A new report by the FTC says videogames continue to enjoy a higher level of age rating compliance than music or movies, but notes that “emerging technologies” like mobile gaming are going to present new challenges that the industry must address in order to protect children from inappropriate content.
Echoing the findings of previous FTC surveys, the new report says videogame retailers topped their movie and music counterparts when it came to enforcing age ratings, with an overall “denial rate” of 80 percent. Movie theaters managed a respectable second place with a denial rate of 72 percent, while music retailers pulled up in a very distant third, with a brutal 30 percent denial rate. The report also found that the videogame industry shows a “high degree of compliance” with its marketing and advertising rules, although it criticized those rules for allowing game companies to advertise on websites and television shows aimed primarily at children.
“The game industry’s 45 percent youth audience standard for print and internet advertising obviously allowed marketers to advertise in magazines and on websites with large youth audiences, but it compares favorably to the other industries, which haven’t adopted such standards,” FTC Chairman Jon Leibowitz said in a statement.
In fact, while Leibowitz warned that “it will be particularly important to address the challenges presented by emerging technologies… that are quickly changing the ways that children access entertainment,” most of the FTC’s criticism is aimed primarily at the movie and music industries. The music industry in particular comes under fire for its half-hearted use of Parental Advisory labels and low rates of compliance with age ratings at retail, while the movie industry takes heat for the growing popularity of “unrated” DVD releases, often hyped by studios, which do not adequately warn parents that they may contain additional violent or adult content.

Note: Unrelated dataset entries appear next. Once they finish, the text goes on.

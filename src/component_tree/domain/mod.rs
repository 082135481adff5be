pub mod component;
pub mod measure;
pub mod metric;
pub mod qualifier;
pub mod snapshot;
pub mod tree_query;

pub use component::{Component, ComponentWithSnapshotId};
pub use measure::{Measure, MeasureTable, MAX_PERIOD_INDEX};
pub use metric::{Metric, MetricValueType};
pub use snapshot::{Period, PeriodSlot, Snapshot};
pub use tree_query::{ComponentTreeQuery, ComponentTreeQueryBuilder, SortField, Strategy};
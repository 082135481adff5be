use crate::application::dto::{ComponentTreeData, ComponentTreeRequest};
use crate::shared::Result;

/// ComponentTreePort - Inbound port for loading a component tree
///
/// This port is the application's public API for the component tree
/// with measures. Transport adapters (CLI, HTTP) call it.
pub trait ComponentTreePort {
    /// Loads the components below a base component with their measures
    ///
    /// # Errors
    /// Returns an error if:
    /// - The base component cannot be found (NotFound)
    /// - The caller lacks browse rights on the project (InsufficientPrivileges)
    /// - A requested metric key does not exist (NotFound)
    /// - The store fails
    fn load_component_tree(&self, request: ComponentTreeRequest) -> Result<ComponentTreeData>;
}
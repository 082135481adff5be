/// Domain layer - component tree, metrics, measures and periods
///
/// Pure business logic with no I/O dependencies. Everything that
/// needs the store lives in the application layer.
pub mod domain;
pub mod policies;
pub mod services;
pub mod mocks;
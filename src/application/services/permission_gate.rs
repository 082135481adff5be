use crate::component_tree::domain::Component;
use crate::ports::outbound::user_session::{roles, SYSTEM_ADMIN};
use crate::ports::outbound::UserSession;
use crate::shared::error::TreeError;
use crate::shared::Result;

/// PermissionGate authorizing the caller against a base component
pub struct PermissionGate;

impl PermissionGate {
    /// Checks that the caller may browse the component's project
    ///
    /// Passes for system administrators, project administrators and
    /// project users.
    ///
    /// # Errors
    /// `TreeError::InsufficientPrivileges` otherwise
    pub fn check<U: UserSession + ?Sized>(user_session: &U, component: &Component) -> Result<()> {
        let project_uuid = component.effective_project_uuid();
        if user_session.has_global_permission(SYSTEM_ADMIN)
            || user_session.has_project_permission_by_uuid(roles::ADMIN, project_uuid)
            || user_session.has_project_permission_by_uuid(roles::USER, project_uuid)
        {
            return Ok(());
        }

        Err(TreeError::InsufficientPrivileges.into())
    }
}
use crate::component_tree::domain::Metric;
use crate::ports::outbound::MetricRepository;
use crate::shared::error::TreeError;
use crate::shared::Result;

/// MetricResolver loading the metric definitions of a request
pub struct MetricResolver;

impl MetricResolver {
    /// Resolves every key to a metric definition
    ///
    /// # Errors
    /// NotFound naming the unknown keys, in request order
    pub fn resolve<R: MetricRepository + ?Sized>(
        repository: &R,
        keys: &[String],
    ) -> Result<Vec<Metric>> {
        let metrics = repository.select_by_keys(keys)?;

        let mut missing: Vec<&str> = Vec::new();
        for key in keys {
            if !metrics.iter().any(|m| m.key() == key) && !missing.contains(&key.as_str()) {
                missing.push(key);
            }
        }
        if !missing.is_empty() {
            return Err(TreeError::not_found(format!(
                "The following metric keys are not found: {}",
                missing.join(", ")
            ))
            .into());
        }

        Ok(metrics)
    }
}
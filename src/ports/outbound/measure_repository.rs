use crate::component_tree::domain::Measure;
use crate::shared::Result;

/// MeasureRepository port for raw measure rows
pub trait MeasureRepository {
    /// Selects the measures of the given snapshots for the given metrics
    ///
    /// Returned measures carry their snapshot id.
    fn select_by_snapshot_ids_and_metric_ids(
        &self,
        snapshot_ids: &[i64],
        metric_ids: &[i32],
    ) -> Result<Vec<Measure>>;
}
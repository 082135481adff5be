//! Read models for CQRS-lite pattern
//!
//! This module contains view-optimized structs that provide
//! a denormalized representation of a loaded component tree.

pub mod component_tree_read_model;
pub mod component_tree_read_model_builder;
pub mod component_view;

pub use component_tree_read_model::{ComponentTreeReadModel, MetricView, PagingView, PeriodView};
pub use component_tree_read_model_builder::ComponentTreeReadModelBuilder;
pub use component_view::{ComponentView, MeasureView, PeriodValueView};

The report calls for a more prominent display of rating labels on videogames and says the industry will need to adapt to address issues created by online mobile gaming and gift cards that allow children to bypass retail-level age restrictions. Overall, however, it strikes a very positive note on the videogame industry’s efforts to ensure that children aren’t exposed to inappropriate material. “Mobile entertainment may be less familiar to parents – and more difficult for them to supervise – but industry self-regulatory programs must keep up with these business models if they are to work,” Leibowitz said. “With the urging of the Commission, I am confident they will.”